Nowy sezon łyżwiarze rozpoczęli od startu w Pucharze Tatr połączonego z meczem reprezentacji męskich Deventer-Warszawa, pod którymi kryły się druga reprezentacja Holandii i pierwsza Polski. W zakopiańskich zawodach startowało 110 zawodniczek i zawodników w kategorii juniora oraz 40 seniora, w tym 13 Holendrów. Bohaterem był dwudziestoletni zawodnik Orła Elbląg Henryk Szandala, który w biegu na 500 m, pomimo potknięcia, z wynikiem 42,5 s wyrównał rekord Kucha. Szandala poprawił też rekordy kraju na 3000 m (4:42,3 s) oraz w wieloboju (184,640 pkt.). Świetnym biegiem na 5000 m popisał się Święcicki, a Romana Troicka odebrała Helenie Pilejczyk rekord w wieloboju. Niestety w konfrontacji z Holendrami wypadliśmy bardzo słabo, przegrywając aż o 57 pkt. Święcicki bijąc rekord Polski na 5000 m był w tej konkurencji 9-ty, a Szandala na 3000 m 5-ty.
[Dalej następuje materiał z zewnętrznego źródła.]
pub mod block;
pub mod codec;
pub mod config;
pub mod error;
pub mod format;
pub mod frame;
pub mod stats;
pub mod stream;
pub mod transform;

pub use block::BlockCodec;
pub use codec::Codec;
pub use config::StreamConfig;
pub use error::{Error, FramingError, Result};
pub use format::{BlockHeader, BLOCK_HEADER_SIZE, DEFAULT_CHUNK_SIZE, DEFAULT_LEVEL};
pub use frame::{Block, FrameReader, FrameWriter};
pub use stats::{CompressStats, DecompressStats};
pub use stream::{compress_file, decompress_file, Compressor, Decompressor};
pub use transform::{transform, untransform};
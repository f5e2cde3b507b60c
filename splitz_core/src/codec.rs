use crate::error::Result;

/// Entropy-coding capability used by the block codec.
///
/// Each `Codec` implementation:
/// - Compresses and decompresses individual blocks independently; no state may
///   carry over between blocks.
/// - Is not recorded in the stream. A file must be decoded with the same codec
///   that encoded it.
/// - Reports library failures as [`Error::Compression`](crate::Error::Compression)
///   or [`Error::Decompression`](crate::Error::Decompression), carrying the
///   library's own error text.
pub trait Codec: Send + Sync {
    /// Human-readable codec name for CLI display and error messages.
    fn name(&self) -> &'static str;

    /// Compress one block at `level`. Codecs without levels ignore it.
    fn compress(&self, raw: &[u8], level: i32) -> Result<Vec<u8>>;

    /// Decompress one block into exactly `expected_len` bytes.
    ///
    /// Must fail rather than return more than `expected_len` bytes.
    fn decompress(&self, compressed: &[u8], expected_len: usize) -> Result<Vec<u8>>;

    /// Worst-case compressed size for an input of `len` bytes.
    fn bound(&self, len: usize) -> usize;
}
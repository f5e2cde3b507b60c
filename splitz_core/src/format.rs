/// Size of one block header in bytes: `original_len:u32` + `compressed_len:u32`.
pub const BLOCK_HEADER_SIZE: usize = 8;

/// Default raw bytes per chunk: 50 MiB.
///
/// The chunk size never appears in the stream; every block carries its own
/// lengths, so a decoder does not need to know it.
pub const DEFAULT_CHUNK_SIZE: usize = 50 * 1024 * 1024;

/// Default entropy-coder level.
pub const DEFAULT_LEVEL: i32 = 3;

// ── Block header ───────────────────────────────────────────────────────────

/// Decoded representation of the 8-byte header that prefixes every block.
///
/// ```text
/// Stream := Block*
/// Block  := original_len:u32(LE) compressed_len:u32(LE) payload[compressed_len]
/// ```
#[derive(Debug, Clone, Copy, PartialEq, Eq)]
pub struct BlockHeader {
    /// Length of the byte-split buffer handed to the codec (equals the raw
    /// chunk length).
    pub original_len: u32,
    /// Length of the compressed payload that immediately follows the header.
    pub compressed_len: u32,
}

impl BlockHeader {
    /// Serialize to exactly `BLOCK_HEADER_SIZE` bytes.
    pub fn to_bytes(&self) -> [u8; BLOCK_HEADER_SIZE] {
        let mut buf = [0u8; BLOCK_HEADER_SIZE];
        buf[0..4].copy_from_slice(&self.original_len.to_le_bytes());
        buf[4..8].copy_from_slice(&self.compressed_len.to_le_bytes());
        buf
    }

    /// Deserialize from `BLOCK_HEADER_SIZE` bytes.
    pub fn from_bytes(buf: &[u8; BLOCK_HEADER_SIZE]) -> Self {
        let [a, b, c, d, e, f, g, h] = *buf;
        Self {
            original_len: u32::from_le_bytes([a, b, c, d]),
            compressed_len: u32::from_le_bytes([e, f, g, h]),
        }
    }

    /// Total bytes this block occupies in the stream, header included.
    pub fn framed_len(&self) -> u64 {
        BLOCK_HEADER_SIZE as u64 + self.compressed_len as u64
    }
}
W 1969 r prawdziwym wstrząsem, zwłaszcza dla pionu szkoleniowego Związku, były wyniki MP. Jego powodem był start Heleny Pilejczyk. Ta 38-letnia łyżwiarka, którą wykluczono z kadry narodowej i w związku z tym przygotowała się do sezonu indywidualnie, wygrała w Zakopanem trzy konkurencje, zdecydowanie pokonując kadrowiczki i poprawiając przy tym rekord Polski. Świadczyło to nie tylko o rewelacyjnej formie Pilejczyk ale przede wszystkim o złej pracy szkoleniowców. Potwierdzały to wyniki mężczyzn, gdzie zwycięstwa odnieśli łyżwiarze SNPTT Iskrzycki i Kłotkowski, klubu który nie podporządkował się centralnemu szkoleniu i pracował na własną rękę. Medal zdobył też nie objęty związkowym szkoleniem zawodnik Legii Andrzej Zawadzki.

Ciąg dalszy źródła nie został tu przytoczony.